Streptococcus pneumoniae is an opportunistic pathogen that inhabits the nasopharynx of humans and can be deadly if it spreads to other parts of the body.[10] S. pneumoniae has been found to cause many different diseases, including bacteremia, meningitis, and pneumonia.[11–12] It is estimated that there are 900,000 cases of pneumococcal pneumonia infections annually in the United States. Of these, 5–7% are fatal and 400,000 result in hospitalization.[13] In addition, due to its highly recombinogenic nature, S. pneumoniae is able to rapidly develop resistance against antimicrobial therapeutics. [14–17] Therefore, there is a dire need to develop novel strategies to treat this prevalent pathogen. Previous studies have shown that controlling QS could be a valid alternative strategy for attenuating S. pneumoniae infections.[18–20] Specifically, Lau and co-workers have shown that inhibition of the competence regulon lead to attenuation of the acquisition of antibiotic resistance genes in vivo.[18]
In S. pneumoniae, the major QS circuitry is termed the competence regulon.[21] This circuitry is centered on a 17-amino acid peptide pheromone termed the competence stimulating peptide (CSP), and its activation of a two-component regulatory system, once an extracellular threshold concentration is reached.[22] At this concentration, CSP effectively binds to its cognate transmembrane histidine kinase receptor, ComD, to initiate the QS signaling cascade. The activated ComD receptor phosphorylates the response regulator, ComE, which leads to expression of a variety of early and late genes associated with competence, virulence factor production and biofilm formation. The comABCDE genes code the QS circuitry components, including the pro-CSP, ComC, which is processed and exported outside the cell through the ComAB transporter as the mature CSP. The comX gene, an alternative sigma factor, is responsible for inducing different physiological behaviors and is the master regulator of pneumococcus infections (Figure 1).[22–25] Different strains of S. pneumoniae can be classified into two pherotypes or specificity groups (Group 1 and Group 2) based on the signaling molecule they produce (CSP1 or CSP2) with their corresponding receptors, ComD1 or ComD2.[26] The two CSP signals share eight identical residues (50% homology).[27]

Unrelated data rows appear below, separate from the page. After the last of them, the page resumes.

//! API error-handling module

use std::fmt;

use axum::{
    extract::rejection::JsonRejection,
    http::StatusCode,
    response::{IntoResponse, Response},
    Json,
};
use serde::{Deserialize, Serialize};
use tracing::error;
use utoipa::ToSchema;

use crate::domain::contact::ContactError;

/// Shown when the message could not be sent for reasons outside the user's control
pub const SEND_FAILURE_MESSAGE: &str =
    "An error occurred while sending your message. Please contact us directly by email.";

/// An error response
#[derive(Debug, Deserialize, Serialize, ToSchema)]
pub struct ErrorResponse {
    /// Always `false`
    #[schema(example = false)]
    pub success: bool,

    /// The error message
    #[serde(default, skip_serializing_if = "Option::is_none")]
    #[schema(example = "Invalid data.")]
    pub error: Option<String>,

    /// One message per failed validation rule
    #[serde(default, skip_serializing_if = "Vec::is_empty")]
    #[schema(example = json!(["Invalid name.", "Invalid email."]))]
    pub errors: Vec<String>,
}

/// An error raised in the API
#[derive(Debug, Deserialize, ToSchema)]
pub struct ApiError {
    /// The status code
    #[schema(example = 500, value_type = u16)]
    #[serde(with = "http_serde::status_code")]
    pub status: StatusCode,

    /// The error message
    #[schema(example = "Internal server error")]
    pub message: String,

    /// Validation failures, reported instead of `message` when present
    #[serde(default)]
    pub errors: Vec<String>,
}

impl ApiError {
    /// Create a new API error
    pub fn new(status: StatusCode, message: &str) -> Self {
        Self {
            status,
            message: message.to_string(),
            errors: Vec::new(),
        }
    }

    /// Create a new bad request error
    pub fn new_400(message: &str) -> Self {
        Self::new(StatusCode::BAD_REQUEST, message)
    }

    /// Create a new method not allowed error
    pub fn new_405(message: &str) -> Self {
        Self::new(StatusCode::METHOD_NOT_ALLOWED, message)
    }

    /// Create a new unsupported media type error
    pub fn new_415(message: &str) -> Self {
        Self::new(StatusCode::UNSUPPORTED_MEDIA_TYPE, message)
    }

    /// Create a new unprocessable entity error listing every failure
    pub fn new_422(errors: Vec<String>) -> Self {
        Self {
            status: StatusCode::UNPROCESSABLE_ENTITY,
            message: "Invalid submission.".to_string(),
            errors,
        }
    }

    /// Create a new too many requests error
    pub fn new_429(message: &str) -> Self {
        Self::new(StatusCode::TOO_MANY_REQUESTS, message)
    }

    /// Create new internal server error
    pub fn new_500(message: &str) -> Self {
        Self::new(StatusCode::INTERNAL_SERVER_ERROR, message)
    }
}

impl fmt::Display for ApiError {
    fn fmt(&self, f: &mut fmt::Formatter<'_>) -> fmt::Result {
        write!(f, "{}", self.message)
    }
}

impl IntoResponse for ApiError {
    fn into_response(self) -> Response {
        let body = if self.errors.is_empty() {
            ErrorResponse {
                success: false,
                error: Some(self.message),
                errors: Vec::new(),
            }
        } else {
            ErrorResponse {
                success: false,
                error: None,
                errors: self.errors,
            }
        };

        (self.status, Json(body)).into_response()
    }
}

impl From<anyhow::Error> for ApiError {
    fn from(err: anyhow::Error) -> Self {
        unknown_error(&err)
    }
}

impl From<ContactError> for ApiError {
    fn from(err: ContactError) -> Self {
        match err {
            ContactError::RateLimited => {
                ApiError::new_429("Please wait before sending another message.")
            }
            ContactError::InvalidSubmission(fields) => {
                ApiError::new_422(fields.iter().map(|f| f.violation().to_string()).collect())
            }
            ContactError::CouldNotSendEmail(_) => ApiError::new_500(SEND_FAILURE_MESSAGE),
            ContactError::UnknownError(err) => unknown_error(&err),
        }
    }
}

impl From<JsonRejection> for ApiError {
    fn from(rejection: JsonRejection) -> Self {
        match rejection {
            JsonRejection::MissingJsonContentType(_) => ApiError::new_415("Invalid content type."),
            _ => ApiError::new_400("Invalid data."),
        }
    }
}

fn unknown_error(err: &anyhow::Error) -> ApiError {
    error!(error = ?err, "unexpected error while handling request");

    ApiError::new_500(SEND_FAILURE_MESSAGE)
}
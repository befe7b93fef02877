//! Per-session send rate limiting

use std::fmt;

use anyhow::Result;
use async_trait::async_trait;
use chrono::{DateTime, Utc};
use uuid::Uuid;

#[cfg(test)]
use mockall::mock;

/// Opaque identity of a browser session
#[derive(Clone, Copy, Debug, PartialEq, Eq, Hash)]
pub struct SessionId(Uuid);

impl SessionId {
    /// Mint a new session id
    pub fn generate() -> Self {
        Self(Uuid::now_v7())
    }

    /// Parse a session id previously handed out by [`SessionId::generate`]
    pub fn parse(raw: &str) -> Option<Self> {
        Uuid::parse_str(raw).ok().map(Self)
    }
}

impl fmt::Display for SessionId {
    fn fmt(&self, f: &mut fmt::Formatter<'_>) -> fmt::Result {
        write!(f, "{}", self.0)
    }
}

/// Stores the time each session last sent a message
#[async_trait]
pub trait RateLimitStore: Clone + Send + Sync + 'static {
    /// Returns when `session` last sent a message, if it ever did.
    async fn get(&self, session: &SessionId) -> Result<Option<DateTime<Utc>>>;

    /// Records that `session` sent a message at `sent_at`.
    async fn set(&self, session: &SessionId, sent_at: DateTime<Utc>) -> Result<()>;
}

#[cfg(test)]
mock! {
    pub RateLimitStore {}

    impl Clone for RateLimitStore {
        fn clone(&self) -> Self;
    }

    #[async_trait]
    impl RateLimitStore for RateLimitStore {
        async fn get(&self, session: &SessionId) -> Result<Option<DateTime<Utc>>>;
        async fn set(&self, session: &SessionId, sent_at: DateTime<Utc>) -> Result<()>;
    }
}
//! Contact form submissions

use std::fmt;

use lazy_static::lazy_static;
use regex::Regex;
use serde::{Deserialize, Serialize};
use utoipa::ToSchema;

use crate::domain::{
    communication::email_addresses::EmailAddress, contact::subject::Subject,
};

lazy_static! {
    static ref TAG_REGEX: Regex = Regex::new(r"<[^\s>][^>]*(?:>|$)").unwrap();
}

/// A validated form field
///
/// Variants are declared in validation order, which is also the order in which
/// violations are reported and the order used to pick the field to focus.
#[derive(Clone, Copy, Debug, PartialEq, Eq, PartialOrd, Ord, Hash, Serialize, Deserialize)]
#[serde(rename_all = "lowercase")]
pub enum Field {
    /// First name or brand
    Name,

    /// Sender email address
    Email,

    /// Subject token
    Subject,

    /// Message body
    Message,
}

impl Field {
    /// Every validated field, in rule order
    pub const ALL: [Field; 4] = [Field::Name, Field::Email, Field::Subject, Field::Message];

    /// Whether `value` satisfies this field's rule
    pub fn accepts(&self, value: &str) -> bool {
        let value = value.trim();

        match self {
            Field::Name => (2..=100).contains(&value.chars().count()),
            Field::Email => EmailAddress::new(value).is_ok(),
            Field::Subject => value.parse::<Subject>().is_ok(),
            Field::Message => (10..=5000).contains(&value.chars().count()),
        }
    }

    /// The message the gateway reports when the rule fails
    pub fn violation(&self) -> &'static str {
        match self {
            Field::Name => "Invalid name.",
            Field::Email => "Invalid email.",
            Field::Subject => "Invalid subject.",
            Field::Message => "Message too short or too long.",
        }
    }

    /// The message shown next to the field in the browser
    pub fn hint(&self) -> &'static str {
        match self {
            Field::Name => "Please enter your first name (2 to 100 characters).",
            Field::Email => "Invalid email address.",
            Field::Subject => "Please choose a subject for your request.",
            Field::Message => "Your message must be between 10 and 5000 characters.",
        }
    }
}

impl fmt::Display for Field {
    fn fmt(&self, f: &mut fmt::Formatter<'_>) -> fmt::Result {
        write!(f, "{}", self.violation())
    }
}

/// Removes markup tags from `raw` and trims surrounding whitespace
pub fn sanitize(raw: &str) -> String {
    TAG_REGEX.replace_all(raw, "").trim().to_string()
}

/// The raw payload posted by the contact form
///
/// Missing fields deserialize as empty strings.
#[derive(Clone, Debug, Default, PartialEq, Eq, Serialize, Deserialize, ToSchema)]
#[serde(default)]
pub struct ContactForm {
    /// First name or brand
    #[schema(example = "Jo")]
    pub name: String,

    /// Sender email address
    #[schema(example = "jo@example.com")]
    pub email: String,

    /// Subject token
    #[schema(example = "collab")]
    pub subject: String,

    /// Message body
    #[schema(example = "Hello there, interested in working together!")]
    pub message: String,

    /// Honeypot field, hidden from humans
    #[schema(example = "")]
    pub website: String,
}

impl ContactForm {
    /// Returns the form with markup stripped from every visible field
    ///
    /// The honeypot is left untouched so that any content at all flags a bot.
    pub fn sanitized(self) -> Self {
        Self {
            name: sanitize(&self.name),
            email: sanitize(&self.email),
            subject: sanitize(&self.subject),
            message: sanitize(&self.message),
            website: self.website,
        }
    }

    /// Whether the honeypot field was filled in
    pub fn is_bot(&self) -> bool {
        !self.website.is_empty()
    }

    /// The current value of `field`
    pub fn value(&self, field: Field) -> &str {
        match field {
            Field::Name => &self.name,
            Field::Email => &self.email,
            Field::Subject => &self.subject,
            Field::Message => &self.message,
        }
    }

    /// Mutable access to the value of `field`
    pub fn value_mut(&mut self, field: Field) -> &mut String {
        match field {
            Field::Name => &mut self.name,
            Field::Email => &mut self.email,
            Field::Subject => &mut self.subject,
            Field::Message => &mut self.message,
        }
    }

    /// Every field whose rule fails, in rule order
    pub fn violations(&self) -> Vec<Field> {
        Field::ALL
            .into_iter()
            .filter(|field| !field.accepts(self.value(*field)))
            .collect()
    }

    /// Checks every rule, returning all failures rather than the first
    pub fn validate(&self) -> Result<Submission, Vec<Field>> {
        let violations = self.violations();

        if !violations.is_empty() {
            return Err(violations);
        }

        let email = EmailAddress::new(&self.email).map_err(|_| vec![Field::Email])?;
        let subject = self
            .subject
            .trim()
            .parse()
            .map_err(|_| vec![Field::Subject])?;

        Ok(Submission {
            name: self.name.trim().to_string(),
            email,
            subject,
            message: self.message.trim().to_string(),
        })
    }
}

/// A submission that passed every rule
#[derive(Clone, Debug, PartialEq, Eq)]
pub struct Submission {
    /// First name or brand
    pub name: String,

    /// Sender email address
    pub email: EmailAddress,

    /// What the request is about
    pub subject: Subject,

    /// Message body
    pub message: String,
}
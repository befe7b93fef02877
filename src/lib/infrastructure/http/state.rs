//! Application state module

use std::{fmt, sync::Arc};

use anyhow::{Context, Result};
use axum::http::HeaderValue;
use chrono::{DateTime, Utc};

use crate::domain::contact::ContactService;

/// Application configuration
#[derive(Clone, Debug)]
pub struct AppConfig {
    /// The only origin granted CORS access to the API
    pub allowed_origin: HeaderValue,

    /// Mark session cookies `Secure`, for deployments served over HTTPS
    pub secure_cookies: bool,
}

impl AppConfig {
    /// Create a new application configuration
    pub fn new(allowed_origin: &str) -> Result<Self> {
        let allowed_origin = HeaderValue::from_str(allowed_origin)
            .with_context(|| format!("invalid allowed origin \"{allowed_origin}\""))?;

        Ok(Self {
            allowed_origin,
            secure_cookies: false,
        })
    }

    /// Set whether session cookies are marked `Secure`
    pub fn with_secure_cookies(self, secure_cookies: bool) -> Self {
        Self {
            secure_cookies,
            ..self
        }
    }
}

/// Global application state
#[derive(Clone)]
pub struct AppState<C: ContactService> {
    /// The time the server started
    pub start_time: DateTime<Utc>,

    /// The application configuration
    pub config: AppConfig,

    /// Contact service
    pub contact: Arc<C>,
}

/// Implementation of the application state
impl<C> AppState<C>
where
    C: ContactService,
{
    /// Create a new application state
    pub fn new(config: AppConfig, contact: C) -> Self {
        Self {
            start_time: Utc::now(),
            config,
            contact: Arc::new(contact),
        }
    }
}

impl<C> fmt::Debug for AppState<C>
where
    C: ContactService,
{
    fn fmt(&self, f: &mut fmt::Formatter<'_>) -> fmt::Result {
        f.debug_struct("AppState")
            .field("start_time", &self.start_time)
            .field("config", &self.config)
            .field("contact", &"ContactService")
            .finish()
    }
}

#[cfg(test)]
use crate::domain::contact::service::MockContactService;

#[cfg(test)]
pub const TEST_ALLOWED_ORIGIN: &str = "https://www.example.com";

#[cfg(test)]
pub fn test_config() -> AppConfig {
    AppConfig::new(TEST_ALLOWED_ORIGIN).expect("valid origin")
}

#[cfg(test)]
pub fn test_state(contact: Option<MockContactService>) -> AppState<MockContactService> {
    AppState::new(test_config(), contact.unwrap_or_default())
}
//! HTTPS application server

use std::net::SocketAddr;

use anyhow::{Context, Result};
use async_trait::async_trait;
use axum::Router;
use axum_server::{tls_rustls::RustlsConfig, Handle};
use tracing::{debug, info};

use crate::{
    domain::contact::ContactService,
    infrastructure::http::{router, shutdown_signal, state::AppState, Server},
};

/// The application's HTTPS server
#[derive(Debug)]
pub struct HttpsServer {
    router: Router,
    address: SocketAddr,
    tls_config: RustlsConfig,
}

impl HttpsServer {
    /// Returns a new HTTPS server for `address`, using the PEM files at the given paths.
    pub async fn new(
        address: SocketAddr,
        cert_path: &str,
        key_path: &str,
        state: AppState<impl ContactService>,
    ) -> Result<Self> {
        let tls_config = RustlsConfig::from_pem_file(cert_path, key_path)
            .await
            .context("failed to load TLS config")?;

        Ok(Self {
            router: router(state),
            address,
            tls_config,
        })
    }
}

#[async_trait]
impl Server for HttpsServer {
    #[mutants::skip]
    async fn run(self) -> Result<()> {
        debug!("HTTPS Server listening on {}", self.address);

        let handle = Handle::new();
        tokio::spawn(shutdown_signal(Some(handle.clone())));

        axum_server::bind_rustls(self.address, self.tls_config)
            .handle(handle)
            .serve(self.router.into_make_service())
            .await
            .context("server error")?;

        info!("HTTPS server stopped");

        Ok(())
    }
}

Figure 1. The competence regulon QS circuitry in S. pneumoniae.
The prepeptide ComC is being processed and secreted by the ComAB transporter as the mature CSP signal. At high concentration, CSP activates the transmembrane histidine kinase receptor ComD. Activated ComD phosphorylates ComE, which then autoactivates the competence QS circuit and upregulates the expression of genes involved in attaining genetic competence, virulence factor production and biofilm formation through ComX. The sequences of CSP1 and CSP2 are shown at the top.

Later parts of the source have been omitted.